Ever wonder where all the scary, white clowns went? They’re in power, of course. Because racial capitalism and petrocracy, the rule of fossil fuel, have been in a deep embrace since neoliberalism began. And children of the multiplex that we are, we know what happens when you are smothered in toxic materials like crude oil. You mutate.
Mutant capital thinks like the Joker. Let’s use nuclear weapons! It’s fine if people starve themselves to death! And, of course, drill, baby, drill. Never mind that the consequences will be mutually assured destruction, the mother of all Intifadas and ge(n)ocide. It produces scenes like the Australian finance minister waving coal in Parliament as his solution to a climate-change induced heatwave.
That’s the situation. It is the current mess we’re in. It’s a mutant replay of the onset of the neoliberal phase of racial capitalism in 1979-80 under Mrs. Thatcher in the UK and Reagan in the US. And it’s mutated wherever racialized capital has produced its divisive effects, from France to India, South Africa and beyond.
Of course these places are not simply the same. The situation, also known in Marxist-speak as the “conjuncture,” was defined by Stuart Hall as “related but distinct contradictions, moving according to very different tempos.” Grace Lee Boggs’ famous question “What time is it on the clock of the world?” is, then, a question about the status of the situation.
In the past, I’ve worked on time-specific projects like Occupy 2012 or After Occupy in 2014. The question now is the uneven temporality of the present, colliding pasts that were thought to be past, with futures that may never be, and differentiated experiences of the present. It’s ongoing, unfolding, mutating.
It’s also a reference to the way that people in Palestine tend to refer to the institutional crisis of settler colonialism as “the situation.” As I write on the tenth day of a hunger strike by 1500 Palestinian prisoners, it’s a situation that should be on all of our minds, every day. I visited Palestine in 2016 for the first time. It was a difficult experience, not just because of the intensity of the oppression but because it made me realize how inadequate my version of “activism” is to the challenges of the situation.

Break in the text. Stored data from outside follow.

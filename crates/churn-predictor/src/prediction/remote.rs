use crate::features::FeatureValue;
use crate::prediction::error::{ModelError, ScoringError};
use crate::prediction::retry::RetryPolicy;
use crate::prediction::verdict::ClassOutput;
use reqwest::Client;
use serde_json::Value;
use std::time::Duration;
use tokio::time::sleep;
use tracing::{debug, warn};

/// Scores rows against an external endpoint that takes `[[f1, f2, ...]]`
/// and answers with `[label, ...]`.
#[derive(Debug, Clone)]
pub struct RemoteScorer {
    client: Client,
    endpoint: String,
    timeout: Duration,
    retry: RetryPolicy,
}

impl RemoteScorer {
    pub fn new(
        endpoint: impl Into<String>,
        timeout: Duration,
        retry: RetryPolicy,
    ) -> Result<Self, ModelError> {
        let client = Client::builder()
            .timeout(timeout)
            .build()
            .map_err(ModelError::Client)?;

        Ok(Self {
            client,
            endpoint: endpoint.into(),
            timeout,
            retry,
        })
    }

    pub fn endpoint(&self) -> &str {
        &self.endpoint
    }

    pub fn retry_policy(&self) -> &RetryPolicy {
        &self.retry
    }

    pub async fn score(&self, row: &[FeatureValue]) -> Result<ClassOutput, ScoringError> {
        let mut attempt = 1u32;
        loop {
            match self.score_once(row).await {
                Ok(output) => return Ok(output),
                Err(err) => {
                    if !err.is_transient() || attempt >= self.retry.attempts() {
                        return Err(err);
                    }

                    let delay = self.retry.next_delay(attempt.saturating_sub(1));
                    warn!(
                        endpoint = %self.endpoint,
                        attempt,
                        delay_ms = delay.as_millis() as u64,
                        error = %err,
                        "scoring call failed, retrying"
                    );
                    sleep(delay).await;
                    attempt += 1;
                }
            }
        }
    }

    async fn score_once(&self, row: &[FeatureValue]) -> Result<ClassOutput, ScoringError> {
        let response = self
            .client
            .post(&self.endpoint)
            .json(&[row])
            .send()
            .await
            .map_err(|err| self.transport_error(err))?;

        let status = response.status();
        if !status.is_success() {
            return Err(ScoringError::Status {
                endpoint: self.endpoint.clone(),
                status: status.as_u16(),
            });
        }

        let body: Value = response.json().await.map_err(|err| {
            if err.is_timeout() {
                self.transport_error(err)
            } else {
                self.malformed(format!("body is not JSON ({err})"))
            }
        })?;

        let label = parse_label(&body).map_err(|detail| self.malformed(detail))?;
        debug!(endpoint = %self.endpoint, label, "remote scoring succeeded");

        Ok(ClassOutput {
            label,
            churn_probability: None,
        })
    }

    fn transport_error(&self, err: reqwest::Error) -> ScoringError {
        if err.is_timeout() {
            ScoringError::Timeout {
                endpoint: self.endpoint.clone(),
                timeout: self.timeout,
            }
        } else {
            ScoringError::Unavailable {
                endpoint: self.endpoint.clone(),
                source: err,
            }
        }
    }

    fn malformed(&self, detail: String) -> ScoringError {
        ScoringError::MalformedResponse {
            endpoint: self.endpoint.clone(),
            detail,
        }
    }
}

fn parse_label(body: &Value) -> Result<i64, String> {
    let first = body
        .as_array()
        .ok_or_else(|| "expected a JSON array".to_string())?
        .first()
        .ok_or_else(|| "prediction array is empty".to_string())?;

    let label = match first {
        Value::Number(number) => number.as_i64().or_else(|| {
            number
                .as_f64()
                .filter(|value| value.fract() == 0.0)
                .map(|value| value as i64)
        }),
        Value::String(text) => text.trim().parse::<i64>().ok(),
        Value::Bool(flag) => Some(i64::from(*flag)),
        _ => None,
    };

    label.ok_or_else(|| format!("first element {first} is not a class label"))
}

#[cfg(test)]
mod tests {
    use super::*;
    use serde_json::json;

    #[test]
    fn label_accepts_integers_floats_and_strings() {
        assert_eq!(parse_label(&json!([1])), Ok(1));
        assert_eq!(parse_label(&json!([0.0, 0.3])), Ok(0));
        assert_eq!(parse_label(&json!(["1"])), Ok(1));
    }

    #[test]
    fn label_rejects_unexpected_shapes() {
        assert!(parse_label(&json!({"label": 1})).is_err());
        assert!(parse_label(&json!([])).is_err());
        assert!(parse_label(&json!([0.4])).is_err());
        assert!(parse_label(&json!([null])).is_err());
    }
}
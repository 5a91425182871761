use churn_predictor::ChurnService;
use metrics_exporter_prometheus::PrometheusHandle;
use std::sync::atomic::AtomicBool;
use std::sync::Arc;

#[derive(Clone)]
pub(crate) struct AppState {
    pub(crate) readiness: Arc<AtomicBool>,
    pub(crate) metrics: Option<Arc<PrometheusHandle>>,
    pub(crate) service: Arc<ChurnService>,
}

impl AppState {
    pub(crate) fn new(service: Arc<ChurnService>) -> Self {
        Self {
            readiness: Arc::new(AtomicBool::new(false)),
            metrics: None,
            service,
        }
    }

    pub(crate) fn with_metrics(mut self, metrics: PrometheusHandle) -> Self {
        self.metrics = Some(Arc::new(metrics));
        self
    }
}
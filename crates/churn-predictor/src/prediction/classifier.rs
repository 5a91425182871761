//! In-process classifiers.
//!
//! The bundled model format is a random forest exported from the training
//! notebook as JSON. Each tree is a flat node list; node 0 is the root.
//!
//! ```json
//! {
//!   "n_features": 3,
//!   "trees": [
//!     { "nodes": [
//!         { "feature": 0, "threshold": 0.5, "left": 1, "right": 2 },
//!         { "value": [8.0, 2.0] },
//!         { "value": [1.0, 9.0] }
//!     ] }
//!   ]
//! }
//! ```

use crate::prediction::error::{ModelError, ScoringError};
use crate::prediction::verdict::ClassOutput;
use serde::Deserialize;
use std::path::Path;
use tracing::info;

/// A model that scores one aligned row.
pub trait Classifier: Send + Sync {
    fn classify(&self, features: &[f64]) -> Result<ClassOutput, ScoringError>;

    /// Row width the model was trained on, when it is known.
    fn feature_count(&self) -> Option<usize> {
        None
    }
}

#[derive(Debug, Clone, Deserialize)]
#[serde(untagged)]
enum TreeNode {
    Split {
        feature: usize,
        threshold: f64,
        left: usize,
        right: usize,
    },
    Leaf {
        value: [f64; 2],
    },
}

#[derive(Debug, Clone, Deserialize)]
struct Tree {
    nodes: Vec<TreeNode>,
}

#[derive(Debug, Clone, Deserialize)]
struct ForestArtifact {
    n_features: usize,
    trees: Vec<Tree>,
}

#[derive(Debug, Clone)]
pub struct RandomForest {
    n_features: usize,
    trees: Vec<Tree>,
}

impl RandomForest {
    pub fn load(path: impl AsRef<Path>) -> Result<Self, ModelError> {
        let path = path.as_ref();
        let raw = std::fs::read_to_string(path).map_err(|source| ModelError::Io {
            path: path.to_path_buf(),
            source,
        })?;
        let forest = Self::from_json(&raw)?;
        info!(
            path = %path.display(),
            trees = forest.tree_count(),
            features = forest.n_features,
            "random forest loaded"
        );
        Ok(forest)
    }

    pub fn from_json(raw: &str) -> Result<Self, ModelError> {
        let artifact: ForestArtifact = serde_json::from_str(raw)?;
        if artifact.trees.is_empty() {
            return Err(ModelError::Invalid("forest has no trees".to_string()));
        }
        for (tree_index, tree) in artifact.trees.iter().enumerate() {
            validate_tree(tree_index, tree, artifact.n_features)?;
        }
        Ok(Self {
            n_features: artifact.n_features,
            trees: artifact.trees,
        })
    }

    pub fn tree_count(&self) -> usize {
        self.trees.len()
    }
}

impl Classifier for RandomForest {
    fn classify(&self, features: &[f64]) -> Result<ClassOutput, ScoringError> {
        if features.len() != self.n_features {
            return Err(ScoringError::DimensionMismatch {
                expected: self.n_features,
                actual: features.len(),
            });
        }

        let mut totals = [0.0_f64; 2];
        for tree in &self.trees {
            let leaf = descend(tree, features);
            let weight = leaf[0] + leaf[1];
            if weight > 0.0 {
                totals[0] += leaf[0] / weight;
                totals[1] += leaf[1] / weight;
            }
        }

        let count = self.trees.len() as f64;
        let churn_probability = totals[1] / count;
        let stay_probability = totals[0] / count;
        let label = i64::from(churn_probability > stay_probability);

        Ok(ClassOutput {
            label,
            churn_probability: Some(churn_probability.clamp(0.0, 1.0)),
        })
    }

    fn feature_count(&self) -> Option<usize> {
        Some(self.n_features)
    }
}

fn descend<'a>(tree: &'a Tree, features: &[f64]) -> &'a [f64; 2] {
    let mut index = 0;
    loop {
        match &tree.nodes[index] {
            TreeNode::Leaf { value } => return value,
            TreeNode::Split {
                feature,
                threshold,
                left,
                right,
            } => {
                index = if features[*feature] <= *threshold {
                    *left
                } else {
                    *right
                };
            }
        }
    }
}

/// Child indices must point strictly forward so descent always terminates.
fn validate_tree(tree_index: usize, tree: &Tree, n_features: usize) -> Result<(), ModelError> {
    if tree.nodes.is_empty() {
        return Err(ModelError::Invalid(format!("tree {tree_index} has no nodes")));
    }
    for (node_index, node) in tree.nodes.iter().enumerate() {
        match node {
            TreeNode::Split {
                feature,
                left,
                right,
                threshold,
            } => {
                if *feature >= n_features {
                    return Err(ModelError::Invalid(format!(
                        "tree {tree_index} node {node_index} splits on feature {feature} but the model has {n_features}"
                    )));
                }
                if !threshold.is_finite() {
                    return Err(ModelError::Invalid(format!(
                        "tree {tree_index} node {node_index} has a non-finite threshold"
                    )));
                }
                for child in [*left, *right] {
                    if child <= node_index || child >= tree.nodes.len() {
                        return Err(ModelError::Invalid(format!(
                            "tree {tree_index} node {node_index} points at invalid child {child}"
                        )));
                    }
                }
            }
            TreeNode::Leaf { value } => {
                if value.iter().any(|weight| !weight.is_finite() || *weight < 0.0) {
                    return Err(ModelError::Invalid(format!(
                        "tree {tree_index} leaf {node_index} has invalid class weights"
                    )));
                }
            }
        }
    }
    Ok(())
}
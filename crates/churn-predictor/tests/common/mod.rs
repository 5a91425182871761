#![allow(dead_code)]

use serde_json::{json, Value};
use std::path::{Path, PathBuf};

const SERVICE_TRIPLE: [&str; 3] = ["No", "No internet service", "Yes"];

/// Column order of the dummy-encoded Telco training frame.
pub fn telco_columns() -> Vec<String> {
    let mut columns = vec!["SeniorCitizen".to_string()];
    let mut push = |field: &str, values: &[&str]| {
        for value in values {
            columns.push(format!("{field}_{value}"));
        }
    };

    push("gender", &["Female", "Male"]);
    push("Partner", &["No", "Yes"]);
    push("Dependents", &["No", "Yes"]);
    push("PhoneService", &["No", "Yes"]);
    push("MultipleLines", &["No", "No phone service", "Yes"]);
    push("InternetService", &["DSL", "Fiber optic", "No"]);
    for field in [
        "OnlineSecurity",
        "OnlineBackup",
        "DeviceProtection",
        "TechSupport",
        "StreamingTV",
        "StreamingMovies",
    ] {
        push(field, &SERVICE_TRIPLE);
    }
    push("Contract", &["Month-to-month", "One year", "Two year"]);
    push("PaperlessBilling", &["No", "Yes"]);
    push(
        "PaymentMethod",
        &[
            "Bank transfer (automatic)",
            "Credit card (automatic)",
            "Electronic check",
            "Mailed check",
        ],
    );
    push(
        "tenure_group",
        &["1 - 12", "13 - 24", "25 - 36", "37 - 48", "49 - 60", "61 - 72"],
    );
    columns
}

/// The Telco columns plus the two charge columns used by numeric variants.
pub fn telco_columns_with_charges() -> Vec<String> {
    let mut columns = telco_columns();
    columns.insert(1, "MonthlyCharges".to_string());
    columns.insert(2, "TotalCharges".to_string());
    columns
}

pub fn sample_body() -> Value {
    json!({
        "SeniorCitizen": 0,
        "MonthlyCharges": 29.85,
        "TotalCharges": "29.85",
        "gender": "Female",
        "Partner": "Yes",
        "Dependents": "No",
        "PhoneService": "No",
        "MultipleLines": "No phone service",
        "InternetService": "DSL",
        "OnlineSecurity": "No",
        "OnlineBackup": "Yes",
        "DeviceProtection": "No",
        "TechSupport": "No",
        "StreamingTV": "No",
        "StreamingMovies": "No",
        "Contract": "Month-to-month",
        "PaperlessBilling": "Yes",
        "PaymentMethod": "Electronic check",
        "tenure": 1
    })
}

pub fn write_schema(dir: &Path, columns: &[String]) -> PathBuf {
    let path = dir.join("churn_model_columns.json");
    std::fs::write(&path, serde_json::to_string(columns).expect("columns encode"))
        .expect("schema written");
    path
}

/// Two stumps: month-to-month contracts and short tenure both push towards
/// churn.
pub fn write_forest(dir: &Path, columns: &[String]) -> PathBuf {
    let position = |name: &str| {
        columns
            .iter()
            .position(|column| column == name)
            .expect("column present")
    };
    let forest = json!({
        "n_features": columns.len(),
        "trees": [
            { "nodes": [
                { "feature": position("Contract_Month-to-month"), "threshold": 0.5, "left": 1, "right": 2 },
                { "value": [90.0, 10.0] },
                { "value": [25.0, 75.0] }
            ] },
            { "nodes": [
                { "feature": position("tenure_group_1 - 12"), "threshold": 0.5, "left": 1, "right": 2 },
                { "value": [80.0, 20.0] },
                { "value": [35.0, 65.0] }
            ] }
        ]
    });
    let path = dir.join("churn_predictor.json");
    std::fs::write(&path, forest.to_string()).expect("forest written");
    path
}
use crate::cli::ServeArgs;
use crate::infra::AppState;
use crate::routes::router;
use axum_prometheus::PrometheusMetricLayer;
use churn_predictor::config::AppConfig;
use churn_predictor::error::AppError;
use churn_predictor::telemetry;
use churn_predictor::ChurnService;
use std::sync::atomic::Ordering;
use std::sync::Arc;
use tower_http::cors::CorsLayer;
use tracing::info;

pub(crate) async fn run(mut args: ServeArgs) -> Result<(), AppError> {
    let mut config = AppConfig::load()?;

    if let Some(host) = args.host.take() {
        config.server.host = host;
    }
    if let Some(port) = args.port.take() {
        config.server.port = port;
    }

    telemetry::init(&config.telemetry)?;

    let service = Arc::new(ChurnService::from_config(
        &config.features,
        &config.scoring,
    )?);

    let (prometheus_layer, prometheus_handle) = PrometheusMetricLayer::pair();
    let state = AppState::new(service).with_metrics(prometheus_handle);
    let readiness_flag = state.readiness.clone();

    let app = router(state)
        .layer(prometheus_layer)
        .layer(CorsLayer::permissive());

    let addr = config.server.socket_addr()?;
    let listener = tokio::net::TcpListener::bind(addr).await?;
    readiness_flag.store(true, Ordering::Release);

    info!(?config.environment, %addr, "churn prediction api ready");

    axum::serve(listener, app).await?;
    Ok(())
}
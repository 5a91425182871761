//! Turns one validated record into the vector the trained model expects.
//!
//! The record is first expanded into sparse `<field>_<value>` indicators,
//! then reindexed against the training-time [`FeatureSchema`]. Indicators the
//! schema does not know are dropped and schema columns the record did not
//! activate stay at zero.

use crate::features::record::{CategoricalField, RawRecord};
use crate::features::schema::FeatureSchema;
use crate::features::tenure::TenureGroup;
use serde::{Serialize, Serializer};
use std::collections::HashSet;
use std::fmt;
use std::str::FromStr;
use std::sync::Arc;
use tracing::{debug, warn};

pub const SENIOR_CITIZEN: &str = "SeniorCitizen";
pub const MONTHLY_CHARGES: &str = "MonthlyCharges";
pub const TOTAL_CHARGES: &str = "TotalCharges";

/// How the three numeric inputs reach the model.
#[derive(Debug, Clone, Copy, PartialEq, Eq, Default)]
pub enum AlignmentMode {
    /// Only the expansion output is reindexed.
    #[default]
    OneHot,
    /// After reindexing, `SeniorCitizen`, `MonthlyCharges` and
    /// `TotalCharges` are overwritten with the raw record values.
    NumericOverwrite,
}

impl AlignmentMode {
    pub fn as_str(&self) -> &'static str {
        match self {
            AlignmentMode::OneHot => "one-hot",
            AlignmentMode::NumericOverwrite => "numeric-overwrite",
        }
    }
}

impl fmt::Display for AlignmentMode {
    fn fmt(&self, f: &mut fmt::Formatter<'_>) -> fmt::Result {
        f.write_str(self.as_str())
    }
}

impl FromStr for AlignmentMode {
    type Err = String;

    fn from_str(value: &str) -> Result<Self, Self::Err> {
        match value.trim().to_ascii_lowercase().as_str() {
            "one-hot" | "onehot" | "one_hot" => Ok(Self::OneHot),
            "numeric-overwrite" | "numeric_overwrite" | "numeric" => Ok(Self::NumericOverwrite),
            other => Err(format!(
                "unknown alignment mode '{other}' (expected one-hot or numeric-overwrite)"
            )),
        }
    }
}

/// A single model input. Never boolean.
#[derive(Debug, Clone, Copy, PartialEq)]
pub enum FeatureValue {
    Int(i64),
    Real(f64),
}

impl FeatureValue {
    pub fn as_f64(&self) -> f64 {
        match *self {
            FeatureValue::Int(value) => value as f64,
            FeatureValue::Real(value) => value,
        }
    }
}

impl Serialize for FeatureValue {
    fn serialize<S: Serializer>(&self, serializer: S) -> Result<S::Ok, S::Error> {
        match *self {
            FeatureValue::Int(value) => serializer.serialize_i64(value),
            FeatureValue::Real(value) => serializer.serialize_f64(value),
        }
    }
}

/// Model input for exactly one record.
#[derive(Debug, Clone, PartialEq, Serialize)]
pub struct AlignedFeatureVector {
    columns: Arc<[String]>,
    values: Vec<FeatureValue>,
    degraded: bool,
    #[serde(skip_serializing_if = "Vec::is_empty")]
    dropped: Vec<String>,
}

impl AlignedFeatureVector {
    pub fn columns(&self) -> &[String] {
        &self.columns
    }

    pub fn values(&self) -> &[FeatureValue] {
        &self.values
    }

    pub fn len(&self) -> usize {
        self.values.len()
    }

    pub fn is_empty(&self) -> bool {
        self.values.is_empty()
    }

    pub fn get(&self, column: &str) -> Option<FeatureValue> {
        self.columns
            .iter()
            .position(|name| name == column)
            .map(|index| self.values[index])
    }

    /// True when no schema was available and the columns are whatever the
    /// record generated.
    pub fn is_degraded(&self) -> bool {
        self.degraded
    }

    /// Generated indicator columns the schema did not contain.
    pub fn dropped(&self) -> &[String] {
        &self.dropped
    }

    pub fn to_f64(&self) -> Vec<f64> {
        self.values.iter().map(FeatureValue::as_f64).collect()
    }
}

#[derive(Debug, Clone)]
pub struct FeatureAligner {
    schema: Option<Arc<FeatureSchema>>,
    schema_columns: Option<Arc<[String]>>,
    mode: AlignmentMode,
}

impl FeatureAligner {
    pub fn new(schema: Arc<FeatureSchema>, mode: AlignmentMode) -> Self {
        let schema_columns = Arc::from(schema.columns());
        Self {
            schema: Some(schema),
            schema_columns: Some(schema_columns),
            mode,
        }
    }

    /// Aligner for when the schema artifact could not be loaded. Vectors
    /// carry only the columns the record generates.
    pub fn degraded(mode: AlignmentMode) -> Self {
        Self {
            schema: None,
            schema_columns: None,
            mode,
        }
    }

    pub fn schema(&self) -> Option<&FeatureSchema> {
        self.schema.as_deref()
    }

    pub fn is_degraded(&self) -> bool {
        self.schema.is_none()
    }

    pub fn align(&self, record: &RawRecord) -> AlignedFeatureVector {
        let sparse = expand(record);
        match (&self.schema, &self.schema_columns) {
            (Some(schema), Some(columns)) => self.reindex(record, sparse, schema, columns),
            _ => self.best_effort(record, sparse),
        }
    }

    fn reindex(
        &self,
        record: &RawRecord,
        sparse: Vec<Generated>,
        schema: &FeatureSchema,
        columns: &Arc<[String]>,
    ) -> AlignedFeatureVector {
        let mut values = vec![FeatureValue::Int(0); schema.len()];
        let mut dropped = Vec::new();

        for generated in sparse {
            if let Some((field, category)) = &generated.category {
                if !schema.knows_category(*field, category) {
                    dropped.push(generated.column);
                    continue;
                }
            }
            // The numeric passthrough and its indicator form are both
            // generated; a schema uses at most one of them.
            if let Some(index) = schema.position(&generated.column) {
                values[index] = generated.value;
            }
        }

        if self.mode == AlignmentMode::NumericOverwrite {
            for (column, value) in numeric_inputs(record) {
                if let Some(index) = schema.position(column) {
                    values[index] = value;
                }
            }
        }

        if !dropped.is_empty() {
            debug!(?dropped, "record categories absent from feature schema");
        }

        AlignedFeatureVector {
            columns: Arc::clone(columns),
            values,
            degraded: false,
            dropped,
        }
    }

    fn best_effort(
        &self,
        record: &RawRecord,
        sparse: Vec<Generated>,
    ) -> AlignedFeatureVector {
        let (mut columns, mut values): (Vec<String>, Vec<FeatureValue>) = sparse
            .into_iter()
            .filter(|generated| !is_senior_indicator(&generated.column))
            .map(|generated| (generated.column, generated.value))
            .unzip();

        if self.mode == AlignmentMode::NumericOverwrite {
            for (column, value) in numeric_inputs(record) {
                match columns.iter().position(|name| name == column) {
                    Some(index) => values[index] = value,
                    None => {
                        columns.push(column.to_string());
                        values.push(value);
                    }
                }
            }
        }

        warn!(
            columns = columns.len(),
            "feature schema unavailable, scoring with unaligned columns"
        );

        AlignedFeatureVector {
            columns: Arc::from(columns),
            values,
            degraded: true,
            dropped: Vec::new(),
        }
    }
}

/// One sparse entry. Categorical indicators remember which field and value
/// produced them.
#[derive(Debug, Clone, PartialEq)]
struct Generated {
    column: String,
    category: Option<(CategoricalField, String)>,
    value: FeatureValue,
}

impl Generated {
    fn numeric(column: String, value: i64) -> Self {
        Self {
            column,
            category: None,
            value: FeatureValue::Int(value),
        }
    }

    fn indicator(field: CategoricalField, category: &str) -> Self {
        Self {
            column: field.column_for(category),
            category: Some((field, category.to_string())),
            value: FeatureValue::Int(1),
        }
    }
}

/// Sparse expansion of one record, first occurrence of a name kept.
fn expand(record: &RawRecord) -> Vec<Generated> {
    let tenure_group = TenureGroup::from_tenure(record.tenure).map(|group| group.label());

    let mut generated = Vec::with_capacity(20);
    generated.push(Generated::numeric(
        SENIOR_CITIZEN.to_string(),
        record.senior_citizen,
    ));
    generated.push(Generated::numeric(
        format!("{SENIOR_CITIZEN}_{}", record.senior_citizen),
        1,
    ));
    for (field, value) in record.categories() {
        generated.push(Generated::indicator(field, value));
    }
    if let Some(label) = tenure_group {
        generated.push(Generated::indicator(CategoricalField::TenureGroup, &label));
    }

    let mut seen = HashSet::with_capacity(generated.len());
    generated.retain(|entry| seen.insert(entry.column.clone()));
    generated
}

fn numeric_inputs(record: &RawRecord) -> [(&'static str, FeatureValue); 3] {
    [
        (SENIOR_CITIZEN, FeatureValue::Int(record.senior_citizen)),
        (MONTHLY_CHARGES, FeatureValue::Real(record.monthly_charges)),
        (TOTAL_CHARGES, FeatureValue::Real(record.total_charges)),
    ]
}

fn is_senior_indicator(column: &str) -> bool {
    column
        .strip_prefix(SENIOR_CITIZEN)
        .is_some_and(|rest| rest.starts_with('_'))
}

One of the keynotes of the situation is the global implosion of center/center-left neoliberalism. Those outside the dominant super-rich suffered the 2007 recession, waited, saw the elites continuing to gain and have looked for someone to blame. Many have identified those political formations that claimed to be progressive but enabled the intensification of neoliberalism, from the Democrats to the UK Labour Party and France’s Socialist Party.
The contradiction that dominates this political shift is, however, not simply economic. It is the mutation of racism and xenophobia into newly pathological forms. The hostility to Poles in London, to Algerians in Paris, and the continued killings of African Americans by US police are clearly not the same but equally they are related. Further, the connection of racialized hierarchy with revived nationalism opens the way to mutant forms of what was once called national socialism.
Each of these contradictions is made non-linear, or mutant, by the Earth system crisis, itself brought on by racial capital’s post-1980 embrace of petrocracy. The Anthropocene can be measured from 11,700 BC, or 1610, or 1950. But the climate mutated when neoliberalism went global in 1980. Look at the graph.
While the acceleration begins in the 1950s, it goes into overdrive after 1980. Half of all carbon emissions were produced since 1980. It’s gone mutant.
Past time now, then, for what Grace Lee Boggs called {r}evolution—the horizontal construction of autonomous power from below by multiple subjects. {R}evolution is deep. Are you ready for it? Let me tell you this much. It’s a revolution against mutant racial capitalism. But there won’t be a hero to save us, whether from Vermont, or wearing a cape. And it won’t be about getting an electric car or solar panels.
{R}evolution contains evolution: a transformative change in human relationships to each other, to non-human life and to habitat. A change away from fossil-fueled capitalism to constructing sustainable social relations.
{R}evolution is decolonial because it will only be in displacing whiteness’ claim to the “ownership of the Earth, forever and ever, amen,” as WEB Du Bois put it, that the feedback loop of crisis can be ended.
{R}evolution for James and Grace Lee Boggs in 1974
begins with a series of illuminations….A revolutionary period is one in which the only exit is a revolution…. It initiates a new plateau, a new threshold on which human beings can continue to develop.
That’s what you see in Palestine. It’s what you see from other Indigenous communities. The hardest lesson, perhaps, is that it is not measurable in terms of individual lives
{R}evolution is in the spirit of the Black radical tradition, defined by Cedric J. Robinson as:
the continuing development of a collective consciousness informed by the historical struggles for liberation and motivated by the shared sense of obligation to preserve the collective being, the ontological totality.
How do you do that without (vertical) power and without reinstating the past form with different leadership? To create both a genealogy of {r}evolution and its present-day possibility is to interact decolonial resistance to racial capitalism with that to fossil-fueled capital.
Easier said than done? No doubt. But not always so easy to say either. That’s what this project will be, an exploration of pathways to thinking and making {r}evolution.